As for the profile of the patients, the present study aimed to assess the impact of obesity on severely burned patients needing ICU care and to determine whose mortality was higher. Overall, mortality was 33%, with a median ABSI of 6.0. There was no difference between groups regarding age, sex, burned body surface, or inhalation injury. However, overweight and obese patients had a higher incidence of hypertension and diabetes, which can be explained as obesity being a risk factor for the development of these diseases. Many patients were also smokers, alcoholics, or drug addicts, factors that were related to the accident’s mechanism of occurrence.

Initially, the mortality was compared between groups according to BMI, and no significant difference was observed. On the other hand, when the length of stay in the ICU was evaluated, overweight and obese patients had a gradual increase in their length of stay in the ICU. This may be explained by several factors that may delay discharge from the ICU, such as the presence of wound infections and problematic healing, the difficulty of monitoring this population, and the need to perform extensive dressing changes. In the current study, the duration of mechanical ventilation was not quantified, so this aspect could not be described; however, in another study of patients hospitalized in the same burn treatment center that evaluated the risk factors for ARDS in burn patients, the median mechanical ventilation time was 15 days, and BMI was not a risk factor for the development of ARDS [22]. Despite the difference in the length of stay in the ICU, when the length of stay in the hospital was evaluated, there was no difference between the groups. That is, the overweight and obese patients remained r in the ICU proportionally longer, but they did not need longer periods of hospital internment.

Regression analysis confirmed the absence of the obesity paradox in the present study, while intrinsic burn factors could have had an impact on the mortality outcomes. The main determinant of mortality, as expected, was the total body surface area and age. Unlike sepsis and ARDS, where the obesity paradox seems to be present [13,14,15,16], in major burn patients, the pro-inflammatory state of the obese patient and their greater metabolic reserves did not provide them with greater protection in a severe burn situation. However, an important limitation of the present study is the sample size of underweight and obese patients. So, for definitive conclusions on whether the obesity paradox exists in severe burned patients or not, more studies are needed.

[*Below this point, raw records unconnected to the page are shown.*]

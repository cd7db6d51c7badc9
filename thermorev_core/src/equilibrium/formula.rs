//! Parse chemical formulas into per element atom counts
//!
//! Formulas use Hill style notation ("C6H12O6", "C10H12N5O13P3") with
//! optional parenthesized groups ("Ca(OH)2").

use indexmap::IndexMap;
use thiserror::Error;

/// Atom counts per element symbol
pub type ElementCounts = IndexMap<String, i64>;

/*
Formula Grammar:
formula -> group+
group -> element count? | "(" formula ")" count?
element -> UPPER LOWER*
count -> DIGIT+
 */

/// Parse a chemical formula into element counts
///
/// # Examples
/// ```rust
/// use thermorev_core::equilibrium::formula::parse_formula;
/// let counts = parse_formula("C6H12O6").unwrap();
/// assert_eq!(counts.get("C"), Some(&6));
/// assert_eq!(counts.get("H"), Some(&12));
/// assert_eq!(counts.get("O"), Some(&6));
/// ```
pub fn parse_formula(formula: &str) -> Result<ElementCounts, FormulaError> {
    let mut parser = FormulaParser::new(formula);
    let counts = parser.formula(0)?;
    if !parser.is_at_end() {
        // A stray closing parenthesis terminates the top level formula early
        return Err(FormulaError::UnmatchedParenthesis(formula.to_string()));
    }
    if counts.is_empty() {
        return Err(FormulaError::Empty);
    }
    Ok(counts)
}

struct FormulaParser {
    source: Vec<char>,
    current: usize,
}

impl FormulaParser {
    fn new(source: &str) -> Self {
        FormulaParser {
            source: source.chars().collect(),
            current: 0,
        }
    }

    /// Parse a sequence of groups until the end of input or a closing
    /// parenthesis at nesting `depth`
    fn formula(&mut self, depth: usize) -> Result<ElementCounts, FormulaError> {
        let mut counts = ElementCounts::new();
        while !self.is_at_end() {
            match self.peek() {
                ')' => {
                    if depth == 0 {
                        return Ok(counts);
                    }
                    break;
                }
                '(' => {
                    self.advance();
                    let inner = self.formula(depth + 1)?;
                    if self.is_at_end() || self.peek() != ')' {
                        return Err(FormulaError::UnmatchedParenthesis(self.source_string()));
                    }
                    self.advance();
                    let multiplier = self.count();
                    for (element, count) in inner {
                        *counts.entry(element).or_insert(0) += count * multiplier;
                    }
                }
                'A'..='Z' => {
                    let element = self.element();
                    let count = self.count();
                    *counts.entry(element).or_insert(0) += count;
                }
                c => return Err(FormulaError::UnexpectedCharacter(c, self.source_string())),
            }
        }
        Ok(counts)
    }

    /// Read an element symbol, an uppercase letter followed by lowercase letters
    fn element(&mut self) -> String {
        let mut element = String::new();
        element.push(self.advance());
        while !self.is_at_end() && self.peek().is_ascii_lowercase() {
            element.push(self.advance());
        }
        element
    }

    /// Read a count, defaulting to 1 when absent
    fn count(&mut self) -> i64 {
        let mut digits = String::new();
        while !self.is_at_end() && self.peek().is_ascii_digit() {
            digits.push(self.advance());
        }
        if digits.is_empty() {
            1
        } else {
            digits.parse().unwrap_or(1)
        }
    }

    fn advance(&mut self) -> char {
        let char_at_current = self.source[self.current];
        self.current += 1;
        char_at_current
    }

    fn peek(&self) -> char {
        self.source[self.current]
    }

    fn is_at_end(&self) -> bool {
        self.current >= self.source.len()
    }

    fn source_string(&self) -> String {
        self.source.iter().collect()
    }
}

#[derive(Clone, Debug, Error)]
pub enum FormulaError {
    #[error("Unexpected character {0:?} in formula {1:?}")]
    UnexpectedCharacter(char, String),
    #[error("Unmatched parenthesis in formula {0:?}")]
    UnmatchedParenthesis(String),
    #[error("Formula is empty")]
    Empty,
}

Assessing the weight of a burn patient after starting volume expansion is not simple; in some patients, it was possible to obtain the patient’s anthropometric data from the patient themself, but at the time of admission to the ICU, some patients were already unconscious and, therefore, the weight had to be the estimated by the nursing team, which could have led to a measurement bias. However, the lack of precision of the anthropometric data that were collected and the possible biases associated with those data are not a problem exclusive to this study: other studies using large databases also present this limitation [16]. Another limitation of the study is the fact that it is a single-center study that represented a relatively small sample, and the results need to be clarified by other multicenter studies or meta-analyses.

5. Conclusions

In conclusion, this study could not detect an impact of obesity on hospital mortality in severe burn patients admitted to an intensive care unit. However, our data suggest that obese burn patients have a longer length of ICU stay as a secondary finding. Age, total body surface area, and the presence of inhalation injury were the major determinants of death in these patients, as demonstrated in previous studies.